We were able to drink freely of the water, juice, rum punch, and beer that they had brought, all served with a smile by Travis, another mate on the boat. No alcoholic beverages before snorkeling, but since we weren't snorkeling, we were fine. A few other boats stopped by and disgorged their passengers, but it was still a beautiful and peaceful beach.
After lunch of four different salads, wood-fire grilled spiny lobsters, a bottle of white wine for each of the four tables, and a perfect macaroon to top it all off, most of us embarked on a short nature walk. Warning: Wear sneakers or hiking shoes. There is a difficult climb up a rocky path with few footholds. I and many of my fellow passengers made it wearing crocs and flip flops, but it was not easy.
The walk was worth it because the view from the top of the island was unbelievably beautiful. The opposite side of the island is rocky and craggy, not like the side we had been on. It was a perfect ending to our day on this island.
After we were all aboard and everything was cleaned up on the island, we stopped at Maiden island where some people went in to see an amazing array of starfish. I did not go, but I hear they were many colors and sizes. We arrived back at the dock at 4:10pm, a little later than the promised 3:45pm, but in time to reboard our ship by 4:30pm.
A. Oranjestad, Aruba
Aruba is a part of the Netherland Antilles. It is an island of stunningly beautiful beaches. Located only 18 miles off the coast of Venezuela, Aruba is only 75 square miles in size. The official language is Dutch, but almost everyone also speaks English and Spanish.

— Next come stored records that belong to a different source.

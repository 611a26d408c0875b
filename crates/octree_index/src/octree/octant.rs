//! Octant - the canonical index-to-octant mapping.
//!
//! The order is fixed: it decides child slot layout, first-match partition
//! priority, and traversal order. Changing it changes which child wins an
//! entity sitting exactly on a shared face.

use glam::Vec3;

/// One of the eight child octants of a cube, in canonical order.
#[derive(Clone, Copy, PartialEq, Eq, Hash, Debug)]
#[repr(u8)]
pub enum Octant {
  /// y+, x-, z-
  Top0 = 0,
  /// y+, x+, z-
  Top1 = 1,
  /// y+, x+, z+
  Top2 = 2,
  /// y+, x-, z+
  Top3 = 3,
  /// y-, x-, z-
  Bottom0 = 4,
  /// y-, x+, z-
  Bottom1 = 5,
  /// y-, x+, z+
  Bottom2 = 6,
  /// y-, x-, z+
  Bottom3 = 7,
}

/// Per-slot (x, y, z) sign of the child center offset.
const SIGNS: [[f32; 3]; 8] = [
  [-1.0, 1.0, -1.0],
  [1.0, 1.0, -1.0],
  [1.0, 1.0, 1.0],
  [-1.0, 1.0, 1.0],
  [-1.0, -1.0, -1.0],
  [1.0, -1.0, -1.0],
  [1.0, -1.0, 1.0],
  [-1.0, -1.0, 1.0],
];

impl Octant {
  /// Number of octants per node.
  pub const COUNT: usize = 8;

  /// All octants in canonical order.
  pub const ALL: [Octant; 8] = [
    Octant::Top0,
    Octant::Top1,
    Octant::Top2,
    Octant::Top3,
    Octant::Bottom0,
    Octant::Bottom1,
    Octant::Bottom2,
    Octant::Bottom3,
  ];

  /// Slot index (0-7).
  #[inline]
  pub const fn index(self) -> usize {
    self as usize
  }

  /// Octant for a slot index, or None if `index >= 8`.
  #[inline]
  pub fn from_index(index: usize) -> Option<Self> {
    Self::ALL.get(index).copied()
  }

  /// Sign of the child center offset along each axis (components are ±1).
  #[inline]
  pub fn sign(self) -> Vec3 {
    Vec3::from_array(SIGNS[self.index()])
  }

  /// True for slots 0-3 (child center above the parent).
  #[inline]
  pub const fn is_top(self) -> bool {
    (self as u8) < 4
  }

  /// Center of this octant's child cube for a parent cube of edge `size`.
  ///
  /// child_center = parent_center + sign * size / 4
  #[inline]
  pub fn child_center(self, parent_center: Vec3, size: f32) -> Vec3 {
    parent_center + self.sign() * (size * 0.25)
  }
}

#[cfg(test)]
#[path = "octant_test.rs"]
mod octant_test;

We had planned to spend the day at either Palm or Eagle Beach (both come highly recommended), but it was raining quite hard all morning and so this scuttled our plans. My husband and brother-in-law did spend time in Oranjestad and found a nice little "hole in the wall" place which served cold beer and tasty schwarma. They were there with a local named Armando and the owner. They also picked up some Caribbean/Hawaiian shirts as well as some t-shirts.
I stayed on the ship and enjoyed the ability to nab a chair in the sun (when the sun came out in the afternoon).
D. Bridgetown, Barbados
This was also our first visit to Barbados, which is also a British Leeward Island. The pier is a combination cruise pier and working cargo pier. We were docked pretty far down the pier and the cruise line offered free shuttle buses for us so that we did not have to walk down the pier.

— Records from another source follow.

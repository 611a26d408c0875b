//! Demo configuration: TOML file with CLI overrides.

use std::path::Path;

use anyhow::{Context, Result};
use glam::Vec3;
use octree_index::{EntityRetention, OctreeConfig, MAX_DEPTH};
use serde::Deserialize;

/// Most entities the demo will scatter.
pub const MAX_GEN_COUNT: usize = 500;

/// Allowed edge length of the scatter cube.
pub const SPACE_RANGE_LIMITS: (f32, f32) = (1.0, 300.0);

/// Root configuration for a demo run.
#[derive(Debug, Clone, PartialEq, Deserialize)]
#[serde(default)]
pub struct DemoConfig {
	/// Number of entities to scatter.
	pub gen_count: usize,
	/// Maximum subdivision depth.
	pub build_depth: i32,
	/// Edge length of the cube entities are scattered in (also the root size).
	pub space_range: f32,
	/// RNG seed; random when absent.
	pub seed: Option<u64>,
	/// Entity list handling at internal nodes.
	pub retention: EntityRetention,
	/// Text dump of the finished tree.
	pub display: DisplayConfig,
}

/// Which nodes the text dump prints.
#[derive(Debug, Clone, Copy, Default, PartialEq, Eq, Deserialize, clap::ValueEnum)]
#[serde(rename_all = "snake_case")]
pub enum DebugMode {
	/// Every node from the root down to `display_depth`.
	AllDepth,
	/// Only the nodes exactly `display_depth` levels below the root.
	#[default]
	TargetDepth,
}

/// Text dump settings.
#[derive(Debug, Clone, PartialEq, Deserialize)]
#[serde(default)]
pub struct DisplayConfig {
	pub show_octree: bool,
	pub mode: DebugMode,
	pub display_depth: u32,
}

impl Default for DisplayConfig {
	fn default() -> Self {
		Self {
			show_octree: true,
			mode: DebugMode::TargetDepth,
			display_depth: 3,
		}
	}
}

impl Default for DemoConfig {
	fn default() -> Self {
		Self {
			gen_count: 100,
			build_depth: 3,
			space_range: 100.0,
			seed: None,
			retention: EntityRetention::Retain,
			display: DisplayConfig::default(),
		}
	}
}

impl DemoConfig {
	/// Load configuration from a TOML file.
	pub fn load(path: &Path) -> Result<Self> {
		let content = std::fs::read_to_string(path)
			.with_context(|| format!("Failed to read config file: {}", path.display()))?;
		Self::parse(&content)
	}

	/// Parse configuration from TOML text.
	pub fn parse(content: &str) -> Result<Self> {
		toml::from_str(content).with_context(|| "Failed to parse config TOML")
	}

	/// Reject values outside the ranges the demo supports.
	pub fn validate(&self) -> Result<()> {
		if self.gen_count > MAX_GEN_COUNT {
			anyhow::bail!(
				"gen_count must be at most {}, got {}",
				MAX_GEN_COUNT,
				self.gen_count
			);
		}
		let (min_range, max_range) = SPACE_RANGE_LIMITS;
		if !(min_range..=max_range).contains(&self.space_range) {
			anyhow::bail!(
				"space_range must be in {}..={}, got {}",
				min_range,
				max_range,
				self.space_range
			);
		}
		if self.display.display_depth > MAX_DEPTH as u32 {
			anyhow::bail!(
				"display_depth must be at most {}, got {}",
				MAX_DEPTH,
				self.display.display_depth
			);
		}
		self.octree_config()
			.validate()
			.context("Invalid octree settings")?;
		Ok(())
	}

	/// Octree settings: a `space_range` cube at the origin.
	pub fn octree_config(&self) -> OctreeConfig {
		OctreeConfig::new(Vec3::ZERO, self.space_range, self.build_depth)
			.with_retention(self.retention)
	}

	/// Whether the dump should run at all.
	///
	/// Asking for a depth the build could never reach prints nothing.
	pub fn should_display(&self) -> bool {
		self.display.show_octree && self.display.display_depth as i32 <= self.build_depth
	}
}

We walked through the pier shops and took a taxi to the Hilton Beach (US$7.50 per person). All of the beaches are publicly accessible in Barbados, but at first the Hilton wanted to charge us US$80 for each person to use their chairs, an umbrella, and the pool, as well as have lunch. After some discussion with the man who handled the chairs and umbrellas in the area, we got two chairs under a palm tree for nothing. He helped us out; I tried to find him later to tip him, but he had disappeared.
The beach at the Hilton was under a red flag which meant that there should have been no swimming, but with the waves so strong, it was irresistible. There were many people out in the water, and the lifeguard was very attentive.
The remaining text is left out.